Class MyModule (LightningModule):

Def _ _ init__ ():

Self.encoder = RNN (...)

Self.decoder = RNN (...)

Def forward (x):

# models won't be moved after the first forward because

# they are already on the correct GPUs

Self.encoder.cuda (0)

Self.decoder.cuda (1)

Out = self.encoder (x)

Out = self.decoder (out.cuda (1))

# don't pass GPUs to trainer

Model = MyModule ()

Trainer = Trainer ()

Trainer.fit (model)

Mixture of the two

In the above case, the encoder and decoder can still benefit from the parallelization operation.

# change these lines

Self.encoder = RNN (...)

Self.decoder = RNN (...)

# to these

# now each RNN is based on a different gpu set

Self.encoder = DataParallel (self.encoder, devices= [0,1,2,3])

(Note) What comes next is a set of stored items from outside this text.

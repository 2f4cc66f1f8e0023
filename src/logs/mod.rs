use std::path::{Path, PathBuf};

use anyhow::{Context, Result};
use serde::Serialize;
use time::OffsetDateTime;
use time::format_description::well_known::Rfc3339;

use crate::core::Report;

#[derive(Debug, Serialize)]
struct GateLog {
    schema_version: &'static str,
    tool_version: String,
    command: &'static str,
    started_at: String,
    finished_at: String,
    workdir: String,
    confidence: u32,
    risk_level: String,
    banner: String,
    blocking: bool,
    findings: Vec<GateLogFinding>,
}

#[derive(Debug, Serialize)]
struct GateLogFinding {
    id: String,
    #[serde(rename = "type")]
    finding_type: String,
    title: String,
    category: String,
    severity: String,
    penalty: u32,
}

pub fn logs_dir(home_dir: &Path) -> PathBuf {
    home_dir.join(".config/riskgate/logs")
}

/// ブロック判定の監査ログを書く。判定がブロックのときだけ呼ばれる。
pub fn write_gate_log(
    home_dir: &Path,
    command: &'static str,
    started_at: OffsetDateTime,
    finished_at: OffsetDateTime,
    report: &Report,
) -> Result<PathBuf> {
    let dir = logs_dir(home_dir);
    std::fs::create_dir_all(&dir)
        .with_context(|| format!("ログディレクトリの作成に失敗しました: {}", dir.display()))?;

    let pid = std::process::id();
    let ts = finished_at.unix_timestamp_nanos();
    let file_name = format!("{command}-{pid}-{ts}.json");
    let path = dir.join(file_name);

    let log = GateLog {
        schema_version: "1.0",
        tool_version: env!("CARGO_PKG_VERSION").to_string(),
        command,
        started_at: started_at
            .format(&Rfc3339)
            .unwrap_or_else(|_| "unknown".to_string()),
        finished_at: finished_at
            .format(&Rfc3339)
            .unwrap_or_else(|_| "unknown".to_string()),
        workdir: report.workdir.clone(),
        confidence: report.confidence,
        risk_level: report.risk_level.to_string(),
        banner: report.verdict.banner.clone(),
        blocking: report.verdict.blocking,
        findings: report
            .findings
            .iter()
            .map(|f| GateLogFinding {
                id: f.id.clone(),
                finding_type: f.finding_type.clone(),
                title: f.title.clone(),
                category: f.category.to_string(),
                severity: f.severity.to_string(),
                penalty: f.penalty,
            })
            .collect(),
    };

    let buf = serde_json::to_vec_pretty(&log).context("ログ(JSON)のシリアライズに失敗しました")?;
    std::fs::write(&path, buf)
        .with_context(|| format!("ログの書き込みに失敗しました: {}", path.display()))?;
    Ok(path)
}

Self.decoder = DataParallel (self.encoder, devices= [4,5,6,7])

# in forward...

Out = self.encoder (x.cuda (0))

# notice inputs on first gpu in device

Sout = self.decoder (out.cuda (4)) #

Welcome to subscribe "Shulou Technology Information " to get latest news, interesting things and hot topics in the IT industry, and controls the hottest and latest Internet news, technology news and IT industry trends.

*The comments in the above article only represent the author's personal views and do not represent the views and positions of this website. If you have more insights, please feel free to contribute and share.